- **EXERCISE AIM**: Using the data below, count the lines that carry the string "failed" and write only the count.

Stored records:

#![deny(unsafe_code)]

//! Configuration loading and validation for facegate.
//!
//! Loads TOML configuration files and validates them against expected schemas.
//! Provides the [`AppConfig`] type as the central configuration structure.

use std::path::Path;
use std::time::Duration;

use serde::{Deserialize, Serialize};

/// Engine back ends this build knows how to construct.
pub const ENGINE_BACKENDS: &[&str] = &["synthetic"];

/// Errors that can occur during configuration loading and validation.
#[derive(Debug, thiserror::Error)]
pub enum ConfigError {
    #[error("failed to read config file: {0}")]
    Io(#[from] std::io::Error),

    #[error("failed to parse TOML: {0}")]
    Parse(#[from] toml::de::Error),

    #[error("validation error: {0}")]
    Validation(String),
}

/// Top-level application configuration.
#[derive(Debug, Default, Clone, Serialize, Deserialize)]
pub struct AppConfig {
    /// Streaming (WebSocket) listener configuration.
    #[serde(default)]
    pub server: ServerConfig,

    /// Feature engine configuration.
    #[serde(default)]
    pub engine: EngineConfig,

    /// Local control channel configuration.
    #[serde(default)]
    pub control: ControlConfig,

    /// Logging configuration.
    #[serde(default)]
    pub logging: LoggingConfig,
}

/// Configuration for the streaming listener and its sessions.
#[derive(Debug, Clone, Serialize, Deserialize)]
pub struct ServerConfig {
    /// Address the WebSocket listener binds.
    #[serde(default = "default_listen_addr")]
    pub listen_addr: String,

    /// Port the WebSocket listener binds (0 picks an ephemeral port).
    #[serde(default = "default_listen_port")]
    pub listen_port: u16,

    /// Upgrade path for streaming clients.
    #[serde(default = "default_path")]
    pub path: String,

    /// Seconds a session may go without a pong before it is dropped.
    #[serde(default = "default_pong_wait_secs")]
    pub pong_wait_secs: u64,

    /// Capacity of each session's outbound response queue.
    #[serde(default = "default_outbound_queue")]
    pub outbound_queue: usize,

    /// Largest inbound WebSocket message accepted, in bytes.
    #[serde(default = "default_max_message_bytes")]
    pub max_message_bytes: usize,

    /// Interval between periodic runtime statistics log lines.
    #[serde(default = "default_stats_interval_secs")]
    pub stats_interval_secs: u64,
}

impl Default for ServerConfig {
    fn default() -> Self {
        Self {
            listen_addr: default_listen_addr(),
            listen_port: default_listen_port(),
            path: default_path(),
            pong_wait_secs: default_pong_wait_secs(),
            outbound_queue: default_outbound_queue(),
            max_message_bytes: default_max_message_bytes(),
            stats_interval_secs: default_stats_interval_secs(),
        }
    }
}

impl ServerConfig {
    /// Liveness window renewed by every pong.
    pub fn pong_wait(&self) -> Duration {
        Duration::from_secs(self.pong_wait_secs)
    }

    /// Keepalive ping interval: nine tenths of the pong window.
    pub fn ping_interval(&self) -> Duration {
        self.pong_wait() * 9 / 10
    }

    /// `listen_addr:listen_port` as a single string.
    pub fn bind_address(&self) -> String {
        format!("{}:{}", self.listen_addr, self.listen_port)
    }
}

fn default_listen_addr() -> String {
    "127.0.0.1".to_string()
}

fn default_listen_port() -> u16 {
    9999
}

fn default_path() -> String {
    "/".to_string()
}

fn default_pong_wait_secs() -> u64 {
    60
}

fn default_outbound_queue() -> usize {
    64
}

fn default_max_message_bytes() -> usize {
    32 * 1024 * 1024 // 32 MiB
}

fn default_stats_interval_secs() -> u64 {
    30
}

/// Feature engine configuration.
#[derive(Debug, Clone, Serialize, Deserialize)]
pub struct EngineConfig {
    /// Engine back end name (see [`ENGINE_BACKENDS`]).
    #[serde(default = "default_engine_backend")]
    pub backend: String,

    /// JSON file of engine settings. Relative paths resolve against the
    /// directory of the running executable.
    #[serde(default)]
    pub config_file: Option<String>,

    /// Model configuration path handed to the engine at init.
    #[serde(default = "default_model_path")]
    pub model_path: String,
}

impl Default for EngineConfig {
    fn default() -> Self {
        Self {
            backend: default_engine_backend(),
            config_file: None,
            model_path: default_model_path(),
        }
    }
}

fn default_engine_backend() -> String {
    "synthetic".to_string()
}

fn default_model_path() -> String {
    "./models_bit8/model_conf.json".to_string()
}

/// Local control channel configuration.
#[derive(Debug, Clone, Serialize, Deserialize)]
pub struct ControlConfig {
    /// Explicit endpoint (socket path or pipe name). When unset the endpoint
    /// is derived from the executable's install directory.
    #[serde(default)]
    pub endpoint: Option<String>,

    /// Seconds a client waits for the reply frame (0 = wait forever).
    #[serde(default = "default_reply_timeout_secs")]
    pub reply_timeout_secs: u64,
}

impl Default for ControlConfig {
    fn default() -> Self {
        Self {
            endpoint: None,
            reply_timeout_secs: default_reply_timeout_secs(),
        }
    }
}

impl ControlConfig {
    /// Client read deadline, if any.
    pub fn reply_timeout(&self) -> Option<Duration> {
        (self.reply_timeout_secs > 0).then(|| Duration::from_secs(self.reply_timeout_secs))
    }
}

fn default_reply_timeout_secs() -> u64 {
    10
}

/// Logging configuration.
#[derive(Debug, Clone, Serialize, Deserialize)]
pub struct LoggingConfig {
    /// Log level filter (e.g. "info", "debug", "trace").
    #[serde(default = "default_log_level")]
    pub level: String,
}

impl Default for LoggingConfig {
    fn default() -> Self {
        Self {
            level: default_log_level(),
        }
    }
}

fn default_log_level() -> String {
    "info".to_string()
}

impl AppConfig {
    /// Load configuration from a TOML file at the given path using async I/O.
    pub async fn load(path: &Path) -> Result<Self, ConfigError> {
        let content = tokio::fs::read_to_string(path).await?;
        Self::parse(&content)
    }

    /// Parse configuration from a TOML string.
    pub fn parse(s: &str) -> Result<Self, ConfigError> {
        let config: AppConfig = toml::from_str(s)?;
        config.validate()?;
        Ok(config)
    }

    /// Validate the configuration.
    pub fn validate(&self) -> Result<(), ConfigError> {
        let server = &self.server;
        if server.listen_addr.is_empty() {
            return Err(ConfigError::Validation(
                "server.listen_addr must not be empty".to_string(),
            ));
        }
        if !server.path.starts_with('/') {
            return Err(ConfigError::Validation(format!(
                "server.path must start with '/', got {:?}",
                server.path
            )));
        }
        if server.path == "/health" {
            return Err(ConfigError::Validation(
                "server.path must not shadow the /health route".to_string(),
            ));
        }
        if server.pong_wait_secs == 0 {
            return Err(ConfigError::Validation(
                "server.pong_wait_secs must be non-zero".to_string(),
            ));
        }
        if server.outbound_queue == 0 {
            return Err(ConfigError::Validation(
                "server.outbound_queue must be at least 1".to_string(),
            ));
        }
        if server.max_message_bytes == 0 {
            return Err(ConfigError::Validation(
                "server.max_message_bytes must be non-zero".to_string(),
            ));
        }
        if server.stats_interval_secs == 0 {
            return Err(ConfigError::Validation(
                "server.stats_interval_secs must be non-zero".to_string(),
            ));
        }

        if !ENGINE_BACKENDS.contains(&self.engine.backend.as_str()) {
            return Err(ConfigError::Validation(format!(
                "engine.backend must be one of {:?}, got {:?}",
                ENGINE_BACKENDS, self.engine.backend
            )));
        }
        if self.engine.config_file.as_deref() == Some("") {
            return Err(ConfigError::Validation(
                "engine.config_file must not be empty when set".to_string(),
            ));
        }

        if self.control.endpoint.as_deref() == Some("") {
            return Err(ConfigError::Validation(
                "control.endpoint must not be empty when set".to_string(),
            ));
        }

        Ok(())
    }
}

- **RESPONSE AREA**: 2